Arte y vida en perfecta conjunción

  • Aixa Portero busca ese mágico testamento de vida que la naturaleza propone con la carisálida, pero también acude a la mitología para ahondar en una realidad mediatizada

Cuando conocí, por primera vez, la obra de Aixa Portero me llamó la atención y me entusiasmó, a pesar de su aplastante juventud, su madurez, su perfecta adecuación en fondo y forma, su vasta extensión plástica, estética y conceptual, así como su preclara determinación hacia una obra de generales postulados donde tuvieran cabida todos los planteamientos significativos y no, simplemente, aquellos que formulen una agradable manifestación artística y unos bellos encuadres visuales.

Con el tiempo, la artista ha ido acentuando el entusiasmo creativo, si bien atemperando impulsos innecesarios y situándose en un espacio artístico de absoluta solvencia donde el trabajo queda enmarcado en un estamento absolutamente meditado, conformado desde el conocimiento y puesto en escena desde una amplia y variada manifestación de desarrollos plásticos, visuales y teóricos, que inciden en el posicionamiento de una obra total a la que se llega desde ese gran dispendio de medios conformantes, que la artista pone al servicio de un proceso creativo exigente y de una mayor comprensión para el espectador que se siente suficientemente informado y nunca abandonado, como ocurre tantas otras veces, a las experiencias complejas del artista y alejado de sus intenciones significativas.

Aixa Portero pertenece a una generación de artistas muy bien preparados, que son artistas por convicción, que se apoyan en un creciente interés intelectual y que, además, saben cómo estas válidas proposiciones y acertadísimas circunstancias pueden ser llevadas a la práctica para que posibiliten su máximo argumento creativo. Esta muestra en la Sala Zaida de Caja Rural nos constata tales realidades. Aixa Portero es una artista culta que nos ofrece un arte culto, que no elitista, y lo hace sabiendo muy bien cómo hacerlo posible para que sus planteamientos no se queden en meras experimentaciones sin público.

La obra de Aixa Portero parte de una premisa medianamente clara y con un amplio sentido metafórico, ese mágico testamento de vida que la naturaleza nos propone cuando la crisálida se convierte en espacio generador de otra nueva vida; pero, también, la artista acude a la mitología para ahondar en una realidad mediatizada por el deseo de salir de situaciones difíciles.

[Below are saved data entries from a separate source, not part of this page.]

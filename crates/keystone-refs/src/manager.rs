use std::sync::Arc;

use keystone_types::{BranchId, Clock, RepositoryId};
use tracing::info;

use crate::error::{RefError, RefResult};
use crate::names::validate_branch_name;
use crate::traits::{BranchRepository, PermissionChecker};
use crate::types::{AuthorizedMerge, Branch, BranchStatus, ReviewApproval};

/// Branch lifecycle operations for building repositories.
///
/// Checkout only moves the per-repository current-branch pointer; it never
/// touches live facility state.
pub struct BranchManager {
    branches: Arc<dyn BranchRepository>,
    permissions: Arc<dyn PermissionChecker>,
    clock: Arc<dyn Clock>,
}

impl BranchManager {
    pub fn new(
        branches: Arc<dyn BranchRepository>,
        permissions: Arc<dyn PermissionChecker>,
        clock: Arc<dyn Clock>,
    ) -> Self {
        Self {
            branches,
            permissions,
            clock,
        }
    }

    /// The underlying branch repository.
    pub fn repository(&self) -> &Arc<dyn BranchRepository> {
        &self.branches
    }

    /// Create the default branch of a new repository and check it out.
    pub fn init_repository(&self, repository: &RepositoryId, default_name: &str) -> RefResult<Branch> {
        let branch = self.new_branch(repository, default_name, None, true)?;
        self.branches.set_current(repository, &branch.id)?;
        info!(repository = %repository, branch = %branch.name, "initialized default branch");
        Ok(branch)
    }

    /// Create a branch from the checked-out branch.
    pub fn create_branch(&self, repository: &RepositoryId, name: &str) -> RefResult<Branch> {
        let from = self.current_branch(repository)?;
        self.branch_off(repository, name, &from)
    }

    /// Create a branch from a named branch.
    pub fn create_branch_from(
        &self,
        repository: &RepositoryId,
        name: &str,
        from: &str,
    ) -> RefResult<Branch> {
        let from = self.get_branch(repository, from)?;
        self.branch_off(repository, name, &from)
    }

    fn branch_off(&self, repository: &RepositoryId, name: &str, from: &Branch) -> RefResult<Branch> {
        let branch = self.new_branch(repository, name, Some(from), false)?;
        info!(
            repository = %repository,
            branch = %branch.name,
            from = %from.name,
            "created branch"
        );
        Ok(branch)
    }

    fn new_branch(
        &self,
        repository: &RepositoryId,
        name: &str,
        from: Option<&Branch>,
        is_default: bool,
    ) -> RefResult<Branch> {
        validate_branch_name(name)?;
        let now = self.clock.now();
        let branch = Branch {
            id: BranchId::new(),
            repository_id: *repository,
            name: name.to_string(),
            head_commit: from.and_then(|b| b.head_commit),
            status: BranchStatus::Active,
            is_default,
            created_from: from.map(|b| b.id),
            created_at: now,
            updated_at: now,
        };
        self.branches.create(&branch)?;
        Ok(branch)
    }

    /// Look up a branch by name.
    pub fn get_branch(&self, repository: &RepositoryId, name: &str) -> RefResult<Branch> {
        self.branches
            .get_by_name(repository, name)?
            .ok_or_else(|| RefError::NotFound(name.to_string()))
    }

    /// Look up a branch by id.
    pub fn get_branch_by_id(&self, id: &BranchId) -> RefResult<Branch> {
        self.branches
            .get(id)?
            .ok_or_else(|| RefError::NotFound(id.to_string()))
    }

    /// The checked-out branch.
    pub fn current_branch(&self, repository: &RepositoryId) -> RefResult<Branch> {
        let id = self.branches.current(repository)?.ok_or_else(|| {
            RefError::InvalidState(format!("repository {repository} has no checked-out branch"))
        })?;
        self.get_branch_by_id(&id)
    }

    /// Switch the repository's working context to `name`.
    pub fn checkout_branch(&self, repository: &RepositoryId, name: &str) -> RefResult<Branch> {
        let branch = self.get_branch(repository, name)?;
        self.branches.set_current(repository, &branch.id)?;
        info!(repository = %repository, branch = %branch.name, "checked out branch");
        Ok(branch)
    }

    /// All branches, sorted by name.
    pub fn list_branches(&self, repository: &RepositoryId) -> RefResult<Vec<Branch>> {
        self.branches.list(repository)
    }

    /// Delete a branch. The default and the checked-out branch cannot be
    /// deleted.
    pub fn delete_branch(&self, repository: &RepositoryId, name: &str) -> RefResult<()> {
        let branch = self.get_branch(repository, name)?;
        if branch.is_default {
            return Err(RefError::InvalidState(format!(
                "cannot delete the default branch {name}"
            )));
        }
        if self.branches.current(repository)? == Some(branch.id) {
            return Err(RefError::InvalidState(format!(
                "cannot delete the checked-out branch {name}"
            )));
        }
        self.branches.delete(&branch.id)?;
        info!(repository = %repository, branch = %name, "deleted branch");
        Ok(())
    }

    /// Close a branch so it no longer accepts commits.
    pub fn close_branch(&self, repository: &RepositoryId, name: &str) -> RefResult<Branch> {
        let branch = self.get_branch(repository, name)?;
        if branch.is_default {
            return Err(RefError::InvalidState(format!(
                "cannot close the default branch {name}"
            )));
        }
        let closed = self
            .branches
            .update_status(&branch.id, BranchStatus::Closed, self.clock.now())?;
        info!(repository = %repository, branch = %name, "closed branch");
        Ok(closed)
    }

    /// Make `name` the repository's default branch.
    pub fn set_default_branch(&self, repository: &RepositoryId, name: &str) -> RefResult<Branch> {
        let branch = self.get_branch(repository, name)?;
        if !branch.is_active() {
            return Err(RefError::InvalidState(format!(
                "cannot make {} branch {name} the default",
                branch.status
            )));
        }
        let updated = self
            .branches
            .set_default(repository, &branch.id, self.clock.now())?;
        info!(repository = %repository, branch = %name, "set default branch");
        Ok(updated)
    }

    /// Check that merging `source` into `target` went through review.
    ///
    /// Without an approval the merge is refused. With one, the approving
    /// actor must pass the permission checker and the approval must name
    /// this exact source and target. The returned token is what the commit
    /// graph requires to record a merge commit.
    pub fn authorize_merge(
        &self,
        repository: &RepositoryId,
        source: &str,
        target: &str,
        approval: Option<ReviewApproval>,
    ) -> RefResult<AuthorizedMerge> {
        let approval = approval.ok_or_else(|| {
            RefError::InvalidState("merge attempted outside review workflow".into())
        })?;
        if !self.permissions.can_merge(repository, &approval.approver) {
            return Err(RefError::InvalidState(format!(
                "{} is not permitted to merge in repository {repository}",
                approval.approver
            )));
        }
        if approval.source_branch != source || approval.target_branch != target {
            return Err(RefError::InvalidState(format!(
                "review {} approves {} -> {}, not {source} -> {target}",
                approval.review_id, approval.source_branch, approval.target_branch
            )));
        }
        if source == target {
            return Err(RefError::InvalidState("cannot merge a branch into itself".into()));
        }

        let source = self.get_branch(repository, source)?;
        let target = self.get_branch(repository, target)?;
        for branch in [&source, &target] {
            if !branch.is_active() {
                return Err(RefError::InvalidState(format!(
                    "cannot merge {} branch {}",
                    branch.status, branch.name
                )));
            }
            if branch.head_commit.is_none() {
                return Err(RefError::InvalidState(format!(
                    "branch {} has no commits",
                    branch.name
                )));
            }
        }
        Ok(AuthorizedMerge::new(source, target, approval))
    }

    /// Mark the source of a completed merge as merged.
    pub fn mark_merged(&self, merge: AuthorizedMerge) -> RefResult<Branch> {
        let merged = self.branches.update_status(
            &merge.source().id,
            BranchStatus::Merged,
            self.clock.now(),
        )?;
        info!(
            branch = %merged.name,
            into = %merge.target().name,
            review = %merge.approval().review_id,
            "branch merged"
        );
        Ok(merged)
    }
}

Como le ocurrió a Hipsípila, aquella mujer de Lemnos que, a pesar de la determinante situación que le rodeaba, cuando todas las mujeres decidieron matar a los hombres, ella tuvo el valor de salvar a su padre, de decantarse por una nueva circunstancia donde la fortaleza y la convicción jugara un papel dominante. La exposición lleva por título el Verso de Hipsípila, aludiendo al bellísimo poema de Rubén Darío y transportándose a aquel mito que cuenta cómo la princesa rompió las reglas, a pesar de todos los problemas, y salió a flote generando nuevas situaciones.

La muestra, como es habitual en el trabajo de esta artista, no se detiene en un único estamento creativo; plantea, de forma global, una realidad plástica muy diversa, donde los elementos, de muy dispar naturaleza compositiva, conforman un todo abierto a cualquier planteamientos estético. Pintura, escultura, dibujo, fotografía sobre papel japonés, libros, poemas de la propia Aixa Portero y de otros, tules de novia, hilos, alfileres, cerámica... una instalación completa, que no compleja, que atrapa la mirada y transforma el espíritu, posibilitando que la obra de arte sea un abierto compendio de situaciones donde vida y arte compongan un entusiasta organismo difícil de separar.

Aixa Portero lo tiene muy claro. El arte debe estar marcado por la propia esencia de un compromiso personal que busque nuevas realidades donde imponer, a su vez, nuevas identidades. Ella lo lleva haciendo muy acertadamente desde hace tiempo.